There is also, of course, a problem of favouritism. For me to quote or refer to Sir Ivan Lawrence might be thought to be a case of the devil quoting scripture. But fortunately the rules of order restrain me from quoting him in detail. However, I hope I may be allowed one or two words. He said in another place that there was a real risk of cases in which relations between a prisoner and a warder became over-friendly. The risk of being judge and party in one's own cause is surely obvious.
Lord Williams of Mostyn: Can the Minister help on one practical matter arising out of the detailed questions that the noble Lord, Lord Thomas, asked? Let us consider the situation of a man who is on remand, who behaves to an acceptable standard--rather better than the noble Lord, Lord Thomas, in his domestic circumstances--and who then serves a sentence of six months. Then let us consider a man who serves a prison sentence of 12 months. Is the good behaviour of the man who has behaved well on remand for six months taken into account as regards the overall period that he will serve? If it is not, it seems to me that he will be treated worse than the man who has served no remand time at all. How is that to be adjusted? Is the sentencing judge intended to aim off, as it were, and reduce the overall sentence?
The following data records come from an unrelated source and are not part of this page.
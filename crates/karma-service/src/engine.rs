//! Engine facade
//!
//! Wires the services to one context and dispatcher and exposes the entry
//! points the gateway collaborator calls.

use std::sync::Arc;

use karma_common::SettingsRegistry;
use karma_core::{PlatformClient, ReactionEvent, ScoreRecord, ScoreStore, Snowflake};

use crate::services::{
    InspectionHandler, InspectionOutcome, MembershipService, ReactionProcessor, RoleReconciler,
    RoleSyncDispatcher, ScoreAdjustment, ScoreDelta, ServiceContext, ServiceResult,
};

/// The assembled reputation engine
///
/// Owns the service context, the coalescing role-sync dispatcher, and the
/// long-lived services. Cheap to share behind an `Arc`.
pub struct KarmaEngine {
    ctx: Arc<ServiceContext>,
    reactions: ReactionProcessor,
    inspections: InspectionHandler,
    membership: MembershipService,
}

impl KarmaEngine {
    /// Assemble the engine from its collaborators
    pub fn new(
        score_store: Arc<dyn ScoreStore>,
        platform: Arc<dyn PlatformClient>,
        settings: Arc<SettingsRegistry>,
    ) -> Self {
        let ctx = Arc::new(ServiceContext::new(score_store, platform, settings));
        let dispatcher = RoleSyncDispatcher::spawn(Arc::clone(&ctx));

        Self {
            reactions: ReactionProcessor::new(Arc::clone(&ctx), Arc::clone(&dispatcher)),
            inspections: InspectionHandler::new(Arc::clone(&ctx), Arc::clone(&dispatcher)),
            membership: MembershipService::new(Arc::clone(&ctx), dispatcher),
            ctx,
        }
    }

    /// Gateway entry point: a reaction was added or removed
    pub async fn on_reaction(&self, event: &ReactionEvent) -> ServiceResult<ScoreDelta> {
        self.reactions.on_reaction(event).await
    }

    /// Gateway entry point: the "points" command
    pub async fn inspect(
        &self,
        community_id: Snowflake,
        requester_id: Snowflake,
        target_id: Snowflake,
        adjustment: Option<ScoreAdjustment>,
    ) -> ServiceResult<InspectionOutcome> {
        self.inspections
            .inspect(community_id, requester_id, target_id, adjustment)
            .await
    }

    /// Gateway entry point: leaderboard query
    pub async fn leaderboard(
        &self,
        community_id: Snowflake,
        limit: i64,
    ) -> ServiceResult<Vec<ScoreRecord>> {
        self.inspections.leaderboard(community_id, limit).await
    }

    /// Gateway entry point: a member joined
    pub async fn on_member_join(
        &self,
        community_id: Snowflake,
        user_id: Snowflake,
    ) -> ServiceResult<ScoreDelta> {
        self.membership.on_member_join(community_id, user_id).await
    }

    /// Gateway entry point: a member left
    pub async fn on_member_leave(
        &self,
        community_id: Snowflake,
        user_id: Snowflake,
    ) -> ServiceResult<ScoreDelta> {
        self.membership.on_member_leave(community_id, user_id).await
    }

    /// Gateway entry point: a message was deleted, drop its dedup markers
    pub fn forget_message(&self, message_id: Snowflake) {
        self.reactions.forget_message(message_id);
    }

    /// Run one reconciliation immediately, bypassing the dispatcher
    ///
    /// Useful for startup repair after configuration changes.
    pub async fn reconcile_now(
        &self,
        community_id: Snowflake,
        user_id: Snowflake,
    ) -> ServiceResult<karma_core::RoleDiff> {
        let score = self
            .ctx
            .score_store()
            .get_score(community_id, user_id)
            .await?;
        RoleReconciler::new(&self.ctx).reconcile(community_id, user_id, score).await
    }

    /// Access the underlying service context
    pub fn context(&self) -> &Arc<ServiceContext> {
        &self.ctx
    }
}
Lord Harris of Greenwich: I wish to say a few words on this matter. When I had some responsibility for prisons at the Home Office I had the opportunity to visit the state prisons in the State of Georgia at a time
when Mr. Carter was still governor of the state, shortly before he became President. I had the opportunity of looking at their system of creating an alternative to remission by earning what was described as "good time". On my return I discussed that and other matters with officials in the prison department. Their view was that it would be quite impossible to administer a system of this sort, yet this is precisely what we are discussing today, except that the prison population was then 40,000, whereas now it is 60,000 and still rising.That is the first problem. I refer to the amount of documentation that will be required in terms of a prison officer having to establish whether an inmate has qualified for being treated in a particular fashion. As my noble friend Lord Thomas of Gresford, has pointed out, there will have to be a record. Presumably that will have to be referred to the appellate authority, whoever that may be. Then, inevitably, there will be a flood of judicial review applications. That is quite inevitable. We should recognise that from the outset.
Last Thursday we had a brief exchange with the noble Baroness, Lady Blatch, during which I believe she referred to tensions in the prison system. There are plenty of tensions but they will be as nothing compared with the tensions which will exist in the prison system if this system is introduced. One can see only too clearly what will happen. Perhaps the noble Baroness, Lady Blatch, will not be a Minister when the problem arises.
However, some unfortunate Home Secretary and junior Minister in the future will be faced with the prospect of serious disturbances in prisons because of the amount of ill will and suspicion that has been engendered as a result of the introduction of this system. Then, no doubt, a judge will be approached and asked whether he will be good enough to investigate the situation in some form of judicial inquiry, as was the noble and learned Lord, Lord Woolf, after the disturbances at Strangeways. We should have no illusions at all about what we are discussing today. We are discussing quite deliberately creating a system which will almost certainly lead to serious new difficulties in our prisons, with the possibility of creating serious disturbances.